→ Instructions for the task
Copy every line of the records that includes the word "Ollama".

→ Stored items
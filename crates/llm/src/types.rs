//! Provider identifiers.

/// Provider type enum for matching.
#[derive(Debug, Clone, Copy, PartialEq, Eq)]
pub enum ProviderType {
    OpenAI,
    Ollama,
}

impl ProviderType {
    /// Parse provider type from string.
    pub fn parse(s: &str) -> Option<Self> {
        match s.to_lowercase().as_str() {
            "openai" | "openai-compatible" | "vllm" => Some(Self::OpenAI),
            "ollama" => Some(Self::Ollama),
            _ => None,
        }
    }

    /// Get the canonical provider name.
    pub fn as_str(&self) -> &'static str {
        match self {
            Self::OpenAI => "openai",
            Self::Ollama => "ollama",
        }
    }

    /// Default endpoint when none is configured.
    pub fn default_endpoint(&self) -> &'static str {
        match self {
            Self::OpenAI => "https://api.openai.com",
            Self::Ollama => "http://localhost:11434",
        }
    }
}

...

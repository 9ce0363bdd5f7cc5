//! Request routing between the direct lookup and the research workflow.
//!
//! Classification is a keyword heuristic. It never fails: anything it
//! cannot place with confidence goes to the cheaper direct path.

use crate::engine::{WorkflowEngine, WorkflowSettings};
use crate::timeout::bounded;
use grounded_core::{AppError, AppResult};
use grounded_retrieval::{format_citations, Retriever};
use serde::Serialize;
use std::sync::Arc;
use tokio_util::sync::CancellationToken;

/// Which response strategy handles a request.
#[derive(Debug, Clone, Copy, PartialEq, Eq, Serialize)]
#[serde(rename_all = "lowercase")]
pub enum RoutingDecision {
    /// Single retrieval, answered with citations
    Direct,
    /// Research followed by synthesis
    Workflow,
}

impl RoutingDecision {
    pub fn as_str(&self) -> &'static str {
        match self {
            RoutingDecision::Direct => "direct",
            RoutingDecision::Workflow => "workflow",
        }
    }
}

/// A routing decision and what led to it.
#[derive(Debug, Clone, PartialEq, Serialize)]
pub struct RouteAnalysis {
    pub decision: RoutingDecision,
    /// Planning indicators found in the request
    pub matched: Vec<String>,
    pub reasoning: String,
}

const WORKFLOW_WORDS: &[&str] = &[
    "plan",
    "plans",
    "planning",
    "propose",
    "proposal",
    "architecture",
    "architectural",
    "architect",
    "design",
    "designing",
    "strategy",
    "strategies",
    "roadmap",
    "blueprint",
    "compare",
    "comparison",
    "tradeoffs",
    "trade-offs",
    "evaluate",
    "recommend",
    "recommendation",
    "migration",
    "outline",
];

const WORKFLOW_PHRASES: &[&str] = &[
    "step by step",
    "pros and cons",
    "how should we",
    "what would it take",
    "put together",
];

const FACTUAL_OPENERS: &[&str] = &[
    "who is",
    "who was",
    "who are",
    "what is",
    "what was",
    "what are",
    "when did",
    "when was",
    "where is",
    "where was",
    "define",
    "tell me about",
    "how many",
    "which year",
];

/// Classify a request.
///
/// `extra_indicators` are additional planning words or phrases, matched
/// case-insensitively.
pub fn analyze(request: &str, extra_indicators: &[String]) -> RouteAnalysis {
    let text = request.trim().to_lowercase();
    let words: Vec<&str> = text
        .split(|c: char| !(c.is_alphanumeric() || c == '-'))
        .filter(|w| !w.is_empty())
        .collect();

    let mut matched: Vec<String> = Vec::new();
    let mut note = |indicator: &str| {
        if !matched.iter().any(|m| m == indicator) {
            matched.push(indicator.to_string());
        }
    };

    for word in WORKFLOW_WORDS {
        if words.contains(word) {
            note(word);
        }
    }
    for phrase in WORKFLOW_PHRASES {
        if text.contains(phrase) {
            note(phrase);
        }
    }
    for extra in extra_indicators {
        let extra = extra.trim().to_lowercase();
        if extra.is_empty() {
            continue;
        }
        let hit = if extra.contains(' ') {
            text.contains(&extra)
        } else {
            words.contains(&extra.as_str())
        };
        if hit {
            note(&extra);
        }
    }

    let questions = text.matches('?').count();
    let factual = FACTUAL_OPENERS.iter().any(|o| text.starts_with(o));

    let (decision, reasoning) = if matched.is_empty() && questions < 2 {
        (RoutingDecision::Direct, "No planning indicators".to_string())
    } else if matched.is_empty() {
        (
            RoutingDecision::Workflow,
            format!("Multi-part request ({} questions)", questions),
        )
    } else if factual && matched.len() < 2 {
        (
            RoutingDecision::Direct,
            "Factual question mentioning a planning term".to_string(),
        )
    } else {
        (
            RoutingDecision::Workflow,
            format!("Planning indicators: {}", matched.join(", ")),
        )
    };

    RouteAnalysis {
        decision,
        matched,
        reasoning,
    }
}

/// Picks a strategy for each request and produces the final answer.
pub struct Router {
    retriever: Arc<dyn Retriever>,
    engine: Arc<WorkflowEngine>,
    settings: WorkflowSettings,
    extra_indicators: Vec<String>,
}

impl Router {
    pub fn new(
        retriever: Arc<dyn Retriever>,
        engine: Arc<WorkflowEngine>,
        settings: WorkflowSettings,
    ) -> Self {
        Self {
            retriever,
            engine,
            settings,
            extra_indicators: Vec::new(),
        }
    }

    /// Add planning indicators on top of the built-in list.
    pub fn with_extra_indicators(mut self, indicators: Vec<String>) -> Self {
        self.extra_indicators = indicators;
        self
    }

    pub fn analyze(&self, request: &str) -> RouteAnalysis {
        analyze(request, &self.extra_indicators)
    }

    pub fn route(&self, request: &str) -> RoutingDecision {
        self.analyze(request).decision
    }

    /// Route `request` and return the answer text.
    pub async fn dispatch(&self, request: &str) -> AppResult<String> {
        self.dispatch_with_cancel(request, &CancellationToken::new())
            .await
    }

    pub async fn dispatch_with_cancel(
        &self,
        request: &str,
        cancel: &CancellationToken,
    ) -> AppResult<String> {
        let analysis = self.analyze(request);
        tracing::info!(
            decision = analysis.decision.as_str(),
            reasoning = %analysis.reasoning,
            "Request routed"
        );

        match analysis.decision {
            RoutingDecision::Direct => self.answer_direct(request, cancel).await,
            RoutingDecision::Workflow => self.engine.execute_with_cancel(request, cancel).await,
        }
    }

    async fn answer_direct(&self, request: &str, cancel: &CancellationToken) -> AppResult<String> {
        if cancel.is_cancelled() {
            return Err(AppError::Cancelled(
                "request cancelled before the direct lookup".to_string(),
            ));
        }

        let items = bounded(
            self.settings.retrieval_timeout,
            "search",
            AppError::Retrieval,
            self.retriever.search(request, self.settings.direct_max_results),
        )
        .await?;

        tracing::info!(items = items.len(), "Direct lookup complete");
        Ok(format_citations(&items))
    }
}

→ Result of the exercise
    Ollama,
            "ollama" => Some(Self::Ollama),
            Self::Ollama => "ollama",
            Self::Ollama => "http://localhost:11434",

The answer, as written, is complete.